─── DATASET ENTRIES
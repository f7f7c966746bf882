use crate::executor::ExecutorSettings;
use crate::jobs::RetryPolicy;
use serde::{Deserialize, Serialize};
use std::path::{Path, PathBuf};
use std::time::Duration;
use thiserror::Error;

pub const CONFIG_ENV: &str = "LEADRUN_CONFIG";
pub const DB_PATH_ENV: &str = "LEADRUN_DB_PATH";
pub const WORKERS_ENV: &str = "LEADRUN_WORKERS";

#[derive(Debug, Error)]
pub enum ConfigError {
    #[error("failed to read config {path}: {source}")]
    Read {
        path: PathBuf,
        #[source]
        source: std::io::Error,
    },
    #[error("invalid config: {0}")]
    Parse(#[from] toml::de::Error),
    #[error("invalid value for {var}: {value}")]
    Env { var: &'static str, value: String },
}

#[derive(Debug, Clone, Default, PartialEq, Serialize, Deserialize)]
pub struct EngineConfig {
    #[serde(default)]
    pub database: DatabaseConfig,
    #[serde(default)]
    pub executor: ExecutorConfig,
    #[serde(default)]
    pub jobs: JobsConfig,
    #[serde(default)]
    pub sweep: SweepConfig,
    #[serde(default)]
    pub pause: PauseConfig,
    #[serde(default)]
    pub logging: LoggingConfig,
}

#[derive(Debug, Clone, PartialEq, Serialize, Deserialize)]
pub struct DatabaseConfig {
    #[serde(default = "d_db_path")]
    pub path: PathBuf,
    #[serde(default = "d_busy_timeout_ms")]
    pub busy_timeout_ms: u64,
}

impl Default for DatabaseConfig {
    fn default() -> Self {
        Self {
            path: d_db_path(),
            busy_timeout_ms: d_busy_timeout_ms(),
        }
    }
}

#[derive(Debug, Clone, PartialEq, Serialize, Deserialize)]
pub struct ExecutorConfig {
    /// Seconds a running step may go without reporting before it is stale.
    #[serde(default = "d_900")]
    pub stale_step_timeout_secs: u64,
    #[serde(default = "d_3600")]
    pub sender_stale_timeout_secs: u64,
    #[serde(default = "d_3")]
    pub max_step_attempts: u32,
}

impl Default for ExecutorConfig {
    fn default() -> Self {
        Self {
            stale_step_timeout_secs: d_900(),
            sender_stale_timeout_secs: d_3600(),
            max_step_attempts: d_3(),
        }
    }
}

#[derive(Debug, Clone, PartialEq, Serialize, Deserialize)]
pub struct JobsConfig {
    #[serde(default = "d_workers")]
    pub workers: usize,
    #[serde(default = "d_poll_ms")]
    pub poll_ms: u64,
    #[serde(default = "d_retry_base_secs")]
    pub retry_base_secs: u64,
    #[serde(default = "d_retry_max_secs")]
    pub retry_max_secs: u64,
    #[serde(default = "d_3")]
    pub max_attempts: u32,
    #[serde(default = "d_paused_max_attempts")]
    pub paused_max_attempts: u32,
}

impl Default for JobsConfig {
    fn default() -> Self {
        Self {
            workers: d_workers(),
            poll_ms: d_poll_ms(),
            retry_base_secs: d_retry_base_secs(),
            retry_max_secs: d_retry_max_secs(),
            max_attempts: d_3(),
            paused_max_attempts: d_paused_max_attempts(),
        }
    }
}

#[derive(Debug, Clone, PartialEq, Serialize, Deserialize)]
pub struct SweepConfig {
    #[serde(default = "d_true")]
    pub enabled: bool,
    #[serde(default = "d_sweep_interval_secs")]
    pub interval_secs: u64,
    #[serde(default = "d_sweep_batch")]
    pub batch_size: usize,
}

impl Default for SweepConfig {
    fn default() -> Self {
        Self {
            enabled: true,
            interval_secs: d_sweep_interval_secs(),
            batch_size: d_sweep_batch(),
        }
    }
}

#[derive(Debug, Clone, PartialEq, Serialize, Deserialize)]
pub struct PauseConfig {
    /// Delay before a job that found execution paused is tried again.
    #[serde(default = "d_300")]
    pub requeue_interval_secs: u64,
    #[serde(default)]
    pub flag_file: Option<PathBuf>,
}

impl Default for PauseConfig {
    fn default() -> Self {
        Self {
            requeue_interval_secs: d_300(),
            flag_file: None,
        }
    }
}

#[derive(Debug, Clone, PartialEq, Serialize, Deserialize)]
pub struct LoggingConfig {
    /// Used when `RUST_LOG` is unset.
    #[serde(default = "d_log_filter")]
    pub filter: String,
    #[serde(default)]
    pub json: bool,
}

impl Default for LoggingConfig {
    fn default() -> Self {
        Self {
            filter: d_log_filter(),
            json: false,
        }
    }
}

fn d_db_path() -> PathBuf {
    PathBuf::from("leadrun.sqlite3")
}
fn d_busy_timeout_ms() -> u64 {
    5_000
}
fn d_900() -> u64 {
    900
}
fn d_3600() -> u64 {
    3600
}
fn d_300() -> u64 {
    300
}
fn d_3() -> u32 {
    3
}
fn d_workers() -> usize {
    2
}
fn d_poll_ms() -> u64 {
    500
}
fn d_retry_base_secs() -> u64 {
    10
}
fn d_retry_max_secs() -> u64 {
    600
}
fn d_paused_max_attempts() -> u32 {
    10_000
}
fn d_true() -> bool {
    true
}
fn d_sweep_interval_secs() -> u64 {
    60
}
fn d_sweep_batch() -> usize {
    200
}
fn d_log_filter() -> String {
    "leadrun=info".to_string()
}

impl EngineConfig {
    pub fn from_toml(content: &str) -> Result<Self, ConfigError> {
        Ok(toml::from_str(content)?)
    }

    pub fn load(path: &Path) -> Result<Self, ConfigError> {
        let content = std::fs::read_to_string(path).map_err(|source| ConfigError::Read {
            path: path.to_path_buf(),
            source,
        })?;
        Self::from_toml(&content)
    }

    /// Loads the file named by `explicit`, else `LEADRUN_CONFIG`, else
    /// defaults, then applies environment overrides.
    pub fn resolve(explicit: Option<&Path>) -> Result<Self, ConfigError> {
        let from_env = std::env::var_os(CONFIG_ENV).map(PathBuf::from);
        let mut config = match explicit.map(Path::to_path_buf).or(from_env) {
            Some(path) => Self::load(&path)?,
            None => Self::default(),
        };
        config.apply_env(|var| std::env::var(var).ok())?;
        Ok(config)
    }

    pub fn apply_env<F>(&mut self, lookup: F) -> Result<(), ConfigError>
    where
        F: Fn(&str) -> Option<String>,
    {
        if let Some(path) = lookup(DB_PATH_ENV).filter(|value| !value.trim().is_empty()) {
            self.database.path = PathBuf::from(path);
        }
        if let Some(value) = lookup(WORKERS_ENV) {
            self.jobs.workers = value
                .trim()
                .parse::<usize>()
                .ok()
                .filter(|workers| *workers > 0)
                .ok_or(ConfigError::Env {
                    var: WORKERS_ENV,
                    value,
                })?;
        }
        Ok(())
    }

    pub fn busy_timeout(&self) -> Duration {
        Duration::from_millis(self.database.busy_timeout_ms)
    }

    pub fn executor_settings(&self) -> ExecutorSettings {
        ExecutorSettings {
            stale_step_timeout: Duration::from_secs(self.executor.stale_step_timeout_secs),
            sender_stale_timeout: Duration::from_secs(self.executor.sender_stale_timeout_secs),
            max_step_attempts: i64::from(self.executor.max_step_attempts.max(1)),
        }
    }

    pub fn retry_policy(&self) -> RetryPolicy {
        RetryPolicy {
            base_delay: Duration::from_secs(self.jobs.retry_base_secs),
            max_delay: Duration::from_secs(self.jobs.retry_max_secs),
            max_attempts: self.jobs.max_attempts.max(1),
            paused_interval: self.paused_interval(),
            paused_max_attempts: self.jobs.paused_max_attempts,
        }
    }

    pub fn paused_interval(&self) -> Duration {
        Duration::from_secs(self.pause.requeue_interval_secs)
    }
}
──────
WHAT THE TASK REQUIRES
In the records above, locate the line that contains "Duration::from_secs(self.pause.requeue_interval_secs)". Repeat it and every line after it, exactly, and nothing else.

COMPLETED TASK
        Duration::from_secs(self.pause.requeue_interval_secs)
    }
}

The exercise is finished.